====== Record extracts

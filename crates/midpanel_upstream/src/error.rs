//! Upstream error types.

use thiserror::Error;

/// Errors raised while talking to a middleware endpoint.
///
/// Network trouble and timeouts are retryable for idempotent reads; a
/// rejection or a malformed body is not, retrying would only repeat it.
#[derive(Debug, Clone, Error)]
pub enum UpstreamError {
    /// The endpoint could not be reached.
    #[error("upstream unavailable: {message}")]
    Unavailable {
        /// Human-readable transport failure.
        message: String,
    },

    /// The endpoint did not answer within the configured deadline.
    #[error("upstream timed out: {message}")]
    Timeout {
        /// Human-readable timeout description.
        message: String,
    },

    /// The endpoint answered with a non-OK status.
    #[error("upstream rejected the request: {message}")]
    Rejected {
        /// The middleware's own error text, surfaced to the caller.
        message: String,
    },

    /// The endpoint answered with something that does not parse.
    #[error("upstream protocol error: {message}")]
    Protocol {
        /// What failed to parse.
        message: String,
    },
}

impl UpstreamError {
    /// Creates an unavailable error.
    pub fn unavailable(message: impl Into<String>) -> Self {
        Self::Unavailable {
            message: message.into(),
        }
    }

    /// Creates a timeout error.
    pub fn timeout(message: impl Into<String>) -> Self {
        Self::Timeout {
            message: message.into(),
        }
    }

    /// Creates a rejected error.
    pub fn rejected(message: impl Into<String>) -> Self {
        Self::Rejected {
            message: message.into(),
        }
    }

    /// Creates a protocol error.
    pub fn protocol(message: impl Into<String>) -> Self {
        Self::Protocol {
            message: message.into(),
        }
    }

    /// True if retrying the same request could plausibly succeed.
    ///
    /// Only transport-level failures qualify. Callers must still restrict
    /// retries to idempotent reads.
    #[must_use]
    pub fn is_retryable(&self) -> bool {
        matches!(self, Self::Unavailable { .. } | Self::Timeout { .. })
    }
}

/// Result alias for upstream operations.
pub type UpstreamResult<T> = Result<T, UpstreamError>;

============

= What needs to be done =
Copy out only the lines of the records above from the one with "a protocol error." through the one with "for upstream operations.", exactly as they stand, both included.

= Solution =
    /// Creates a protocol error.
    pub fn protocol(message: impl Into<String>) -> Self {
        Self::Protocol {
            message: message.into(),
        }
    }

    /// True if retrying the same request could plausibly succeed.
    ///
    /// Only transport-level failures qualify. Callers must still restrict
    /// retries to idempotent reads.
    #[must_use]
    pub fn is_retryable(&self) -> bool {
        matches!(self, Self::Unavailable { .. } | Self::Timeout { .. })
    }
}

/// Result alias for upstream operations.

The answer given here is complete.